■ Exercise description ■
Search the material for the word "Mutex" and copy every line in which it occurs.

■ Extracted data ■
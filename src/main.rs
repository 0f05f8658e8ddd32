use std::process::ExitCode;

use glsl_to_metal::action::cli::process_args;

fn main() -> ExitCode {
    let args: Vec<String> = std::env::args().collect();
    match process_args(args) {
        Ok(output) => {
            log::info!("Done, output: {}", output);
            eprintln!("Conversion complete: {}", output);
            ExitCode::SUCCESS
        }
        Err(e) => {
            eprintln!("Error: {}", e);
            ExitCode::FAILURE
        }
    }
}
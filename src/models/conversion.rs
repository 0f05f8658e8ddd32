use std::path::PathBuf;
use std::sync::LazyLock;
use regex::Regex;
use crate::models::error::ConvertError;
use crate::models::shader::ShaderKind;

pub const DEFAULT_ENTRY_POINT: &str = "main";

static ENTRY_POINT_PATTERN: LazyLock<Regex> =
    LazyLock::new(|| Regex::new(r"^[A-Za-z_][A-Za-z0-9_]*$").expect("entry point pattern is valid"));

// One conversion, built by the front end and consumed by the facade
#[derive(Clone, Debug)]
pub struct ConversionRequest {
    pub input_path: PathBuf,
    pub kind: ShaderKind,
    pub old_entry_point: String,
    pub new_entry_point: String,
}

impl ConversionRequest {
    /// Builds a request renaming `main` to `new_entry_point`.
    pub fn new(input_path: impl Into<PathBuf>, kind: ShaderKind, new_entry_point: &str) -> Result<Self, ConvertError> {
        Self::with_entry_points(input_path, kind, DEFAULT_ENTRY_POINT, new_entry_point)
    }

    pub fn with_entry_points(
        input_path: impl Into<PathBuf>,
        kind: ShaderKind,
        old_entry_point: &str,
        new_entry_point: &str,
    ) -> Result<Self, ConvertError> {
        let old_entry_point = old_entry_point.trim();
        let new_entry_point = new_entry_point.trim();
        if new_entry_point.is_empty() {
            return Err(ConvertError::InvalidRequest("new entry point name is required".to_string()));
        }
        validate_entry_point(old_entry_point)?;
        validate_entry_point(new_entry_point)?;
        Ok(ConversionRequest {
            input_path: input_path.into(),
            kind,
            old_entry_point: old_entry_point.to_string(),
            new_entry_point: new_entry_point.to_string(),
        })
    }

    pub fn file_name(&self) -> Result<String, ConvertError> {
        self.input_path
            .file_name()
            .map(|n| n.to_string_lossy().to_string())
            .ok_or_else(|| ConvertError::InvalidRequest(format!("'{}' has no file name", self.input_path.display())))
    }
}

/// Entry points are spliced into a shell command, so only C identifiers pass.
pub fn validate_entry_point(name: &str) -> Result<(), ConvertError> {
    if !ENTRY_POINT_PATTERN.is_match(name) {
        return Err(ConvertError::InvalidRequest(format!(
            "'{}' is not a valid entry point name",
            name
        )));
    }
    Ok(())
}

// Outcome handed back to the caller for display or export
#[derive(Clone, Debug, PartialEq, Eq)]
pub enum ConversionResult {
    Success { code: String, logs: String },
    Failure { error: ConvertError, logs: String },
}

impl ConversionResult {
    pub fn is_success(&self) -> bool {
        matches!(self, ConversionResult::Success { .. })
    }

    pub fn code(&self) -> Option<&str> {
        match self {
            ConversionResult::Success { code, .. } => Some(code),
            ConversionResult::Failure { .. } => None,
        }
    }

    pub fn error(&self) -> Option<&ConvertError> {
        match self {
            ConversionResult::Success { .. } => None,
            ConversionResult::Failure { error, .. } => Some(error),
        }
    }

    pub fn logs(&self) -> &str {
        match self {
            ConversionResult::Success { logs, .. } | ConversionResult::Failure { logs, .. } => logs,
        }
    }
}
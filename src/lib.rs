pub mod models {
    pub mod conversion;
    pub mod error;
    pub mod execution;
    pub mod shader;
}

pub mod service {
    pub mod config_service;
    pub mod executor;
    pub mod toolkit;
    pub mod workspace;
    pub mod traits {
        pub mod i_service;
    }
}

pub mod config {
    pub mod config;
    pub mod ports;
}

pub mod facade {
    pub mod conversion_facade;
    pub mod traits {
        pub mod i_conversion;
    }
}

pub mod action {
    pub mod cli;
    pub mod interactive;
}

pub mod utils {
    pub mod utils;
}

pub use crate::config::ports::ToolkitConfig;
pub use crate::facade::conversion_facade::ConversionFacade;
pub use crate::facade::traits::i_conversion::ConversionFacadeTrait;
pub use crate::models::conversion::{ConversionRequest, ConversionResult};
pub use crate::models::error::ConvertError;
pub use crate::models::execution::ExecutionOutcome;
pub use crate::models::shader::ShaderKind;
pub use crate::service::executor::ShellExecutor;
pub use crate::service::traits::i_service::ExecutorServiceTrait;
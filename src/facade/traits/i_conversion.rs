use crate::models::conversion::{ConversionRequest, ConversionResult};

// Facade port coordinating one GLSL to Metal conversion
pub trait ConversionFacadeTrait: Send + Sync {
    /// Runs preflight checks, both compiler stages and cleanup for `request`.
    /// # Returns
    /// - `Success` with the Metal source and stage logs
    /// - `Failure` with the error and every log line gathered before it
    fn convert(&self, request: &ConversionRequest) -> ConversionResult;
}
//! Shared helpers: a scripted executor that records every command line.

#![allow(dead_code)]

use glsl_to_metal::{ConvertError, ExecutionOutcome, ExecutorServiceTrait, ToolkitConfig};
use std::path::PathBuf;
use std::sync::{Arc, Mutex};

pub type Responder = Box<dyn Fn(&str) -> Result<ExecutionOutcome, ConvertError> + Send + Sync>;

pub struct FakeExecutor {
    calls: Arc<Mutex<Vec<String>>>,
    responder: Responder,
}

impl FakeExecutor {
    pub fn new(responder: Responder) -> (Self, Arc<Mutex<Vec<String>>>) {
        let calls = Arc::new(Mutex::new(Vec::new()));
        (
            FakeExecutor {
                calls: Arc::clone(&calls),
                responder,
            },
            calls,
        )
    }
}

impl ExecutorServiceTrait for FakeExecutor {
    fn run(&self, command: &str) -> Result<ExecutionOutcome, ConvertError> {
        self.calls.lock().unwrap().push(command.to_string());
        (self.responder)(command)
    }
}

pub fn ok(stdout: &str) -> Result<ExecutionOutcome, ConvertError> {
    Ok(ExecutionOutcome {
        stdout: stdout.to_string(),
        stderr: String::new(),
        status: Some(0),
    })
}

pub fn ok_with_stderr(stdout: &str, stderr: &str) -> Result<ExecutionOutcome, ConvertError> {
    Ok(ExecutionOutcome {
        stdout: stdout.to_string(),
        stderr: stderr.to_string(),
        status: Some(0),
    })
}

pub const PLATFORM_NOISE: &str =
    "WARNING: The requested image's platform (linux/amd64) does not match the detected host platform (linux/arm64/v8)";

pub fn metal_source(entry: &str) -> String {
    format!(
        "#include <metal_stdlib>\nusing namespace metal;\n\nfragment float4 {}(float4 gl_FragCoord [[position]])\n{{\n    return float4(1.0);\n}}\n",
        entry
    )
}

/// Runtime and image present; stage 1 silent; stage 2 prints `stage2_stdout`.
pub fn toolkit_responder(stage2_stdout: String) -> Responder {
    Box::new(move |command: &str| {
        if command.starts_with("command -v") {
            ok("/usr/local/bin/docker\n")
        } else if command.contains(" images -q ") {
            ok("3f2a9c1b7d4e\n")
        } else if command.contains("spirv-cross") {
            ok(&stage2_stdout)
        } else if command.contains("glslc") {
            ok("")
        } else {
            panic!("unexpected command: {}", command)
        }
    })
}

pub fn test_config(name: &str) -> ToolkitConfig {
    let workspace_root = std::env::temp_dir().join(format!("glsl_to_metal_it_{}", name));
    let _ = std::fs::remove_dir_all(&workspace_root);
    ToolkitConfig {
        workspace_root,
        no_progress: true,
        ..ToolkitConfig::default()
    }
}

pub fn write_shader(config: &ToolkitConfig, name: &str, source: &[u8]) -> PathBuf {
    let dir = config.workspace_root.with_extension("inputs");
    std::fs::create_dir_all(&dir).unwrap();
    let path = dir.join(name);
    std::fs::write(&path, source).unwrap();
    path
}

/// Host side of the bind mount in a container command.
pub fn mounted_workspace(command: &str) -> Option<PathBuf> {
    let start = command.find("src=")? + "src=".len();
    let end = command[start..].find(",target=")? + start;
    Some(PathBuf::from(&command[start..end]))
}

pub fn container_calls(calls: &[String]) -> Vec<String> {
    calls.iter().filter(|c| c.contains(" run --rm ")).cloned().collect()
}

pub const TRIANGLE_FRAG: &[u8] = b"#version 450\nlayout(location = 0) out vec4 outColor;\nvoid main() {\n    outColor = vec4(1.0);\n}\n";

---

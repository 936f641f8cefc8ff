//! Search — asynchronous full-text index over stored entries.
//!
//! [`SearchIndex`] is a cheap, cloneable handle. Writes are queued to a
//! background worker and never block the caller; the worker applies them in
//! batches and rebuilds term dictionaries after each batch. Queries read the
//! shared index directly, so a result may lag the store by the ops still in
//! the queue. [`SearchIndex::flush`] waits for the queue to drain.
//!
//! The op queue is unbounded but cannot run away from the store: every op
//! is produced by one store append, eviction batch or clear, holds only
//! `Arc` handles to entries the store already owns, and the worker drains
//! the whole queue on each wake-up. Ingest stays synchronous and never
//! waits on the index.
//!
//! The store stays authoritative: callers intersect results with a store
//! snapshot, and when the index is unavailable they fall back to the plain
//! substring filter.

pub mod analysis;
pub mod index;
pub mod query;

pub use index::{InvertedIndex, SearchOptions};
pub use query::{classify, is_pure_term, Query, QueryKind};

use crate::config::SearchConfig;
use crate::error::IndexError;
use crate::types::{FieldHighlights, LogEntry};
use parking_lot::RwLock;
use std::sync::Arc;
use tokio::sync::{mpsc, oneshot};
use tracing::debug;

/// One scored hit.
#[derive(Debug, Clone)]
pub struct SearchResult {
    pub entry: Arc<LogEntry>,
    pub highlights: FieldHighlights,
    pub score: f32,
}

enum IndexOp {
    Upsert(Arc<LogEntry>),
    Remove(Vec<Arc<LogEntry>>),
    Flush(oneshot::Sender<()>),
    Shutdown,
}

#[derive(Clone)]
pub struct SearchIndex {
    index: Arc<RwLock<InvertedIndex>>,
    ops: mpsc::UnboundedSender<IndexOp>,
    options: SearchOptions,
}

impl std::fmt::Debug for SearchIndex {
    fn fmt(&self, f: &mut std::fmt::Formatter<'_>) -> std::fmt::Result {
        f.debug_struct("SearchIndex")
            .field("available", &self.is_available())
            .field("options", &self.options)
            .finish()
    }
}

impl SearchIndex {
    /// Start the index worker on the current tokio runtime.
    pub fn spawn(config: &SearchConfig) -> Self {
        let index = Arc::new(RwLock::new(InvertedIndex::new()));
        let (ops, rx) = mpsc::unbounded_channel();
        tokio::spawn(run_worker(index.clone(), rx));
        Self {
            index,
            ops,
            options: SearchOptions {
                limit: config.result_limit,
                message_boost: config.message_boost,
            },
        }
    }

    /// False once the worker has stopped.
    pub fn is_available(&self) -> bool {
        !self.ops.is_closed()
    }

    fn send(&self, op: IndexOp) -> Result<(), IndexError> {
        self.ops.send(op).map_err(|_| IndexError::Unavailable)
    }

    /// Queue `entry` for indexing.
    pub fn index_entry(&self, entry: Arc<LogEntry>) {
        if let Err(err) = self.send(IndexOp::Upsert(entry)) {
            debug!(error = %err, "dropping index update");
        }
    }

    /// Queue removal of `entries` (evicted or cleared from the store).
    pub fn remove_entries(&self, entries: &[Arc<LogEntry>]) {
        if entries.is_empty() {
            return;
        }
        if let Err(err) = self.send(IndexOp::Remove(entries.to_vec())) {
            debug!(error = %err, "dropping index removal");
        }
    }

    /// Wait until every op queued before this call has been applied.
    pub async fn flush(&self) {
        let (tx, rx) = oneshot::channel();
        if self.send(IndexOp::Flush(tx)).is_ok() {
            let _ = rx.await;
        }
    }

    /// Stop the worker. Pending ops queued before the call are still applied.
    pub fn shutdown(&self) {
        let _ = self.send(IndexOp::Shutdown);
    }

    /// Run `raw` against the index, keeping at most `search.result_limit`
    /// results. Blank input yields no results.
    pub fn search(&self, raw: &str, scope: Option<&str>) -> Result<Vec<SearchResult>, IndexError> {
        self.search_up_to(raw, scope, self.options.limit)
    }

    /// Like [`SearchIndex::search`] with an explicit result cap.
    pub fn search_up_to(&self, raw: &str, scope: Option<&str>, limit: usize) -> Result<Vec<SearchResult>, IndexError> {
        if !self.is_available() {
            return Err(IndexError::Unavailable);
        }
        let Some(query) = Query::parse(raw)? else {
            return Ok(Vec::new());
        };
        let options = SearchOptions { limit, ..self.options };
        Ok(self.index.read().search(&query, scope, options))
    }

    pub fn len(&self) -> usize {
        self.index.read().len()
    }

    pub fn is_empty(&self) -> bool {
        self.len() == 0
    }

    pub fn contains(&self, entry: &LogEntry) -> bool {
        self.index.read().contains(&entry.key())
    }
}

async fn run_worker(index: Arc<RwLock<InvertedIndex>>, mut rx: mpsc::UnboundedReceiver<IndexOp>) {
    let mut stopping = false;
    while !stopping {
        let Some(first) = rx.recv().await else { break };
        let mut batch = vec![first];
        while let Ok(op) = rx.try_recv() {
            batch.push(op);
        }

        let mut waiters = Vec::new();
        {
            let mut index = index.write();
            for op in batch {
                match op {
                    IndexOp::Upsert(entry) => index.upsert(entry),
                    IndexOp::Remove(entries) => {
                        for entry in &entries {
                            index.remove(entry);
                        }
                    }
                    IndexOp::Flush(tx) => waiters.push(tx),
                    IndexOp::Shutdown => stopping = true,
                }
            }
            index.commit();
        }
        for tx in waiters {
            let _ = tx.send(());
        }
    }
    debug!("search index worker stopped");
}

■ Output below ■
use std::sync::{Arc, Mutex};
    calls: Arc<Mutex<Vec<String>>>,
    pub fn new(responder: Responder) -> (Self, Arc<Mutex<Vec<String>>>) {
        let calls = Arc::new(Mutex::new(Vec::new()));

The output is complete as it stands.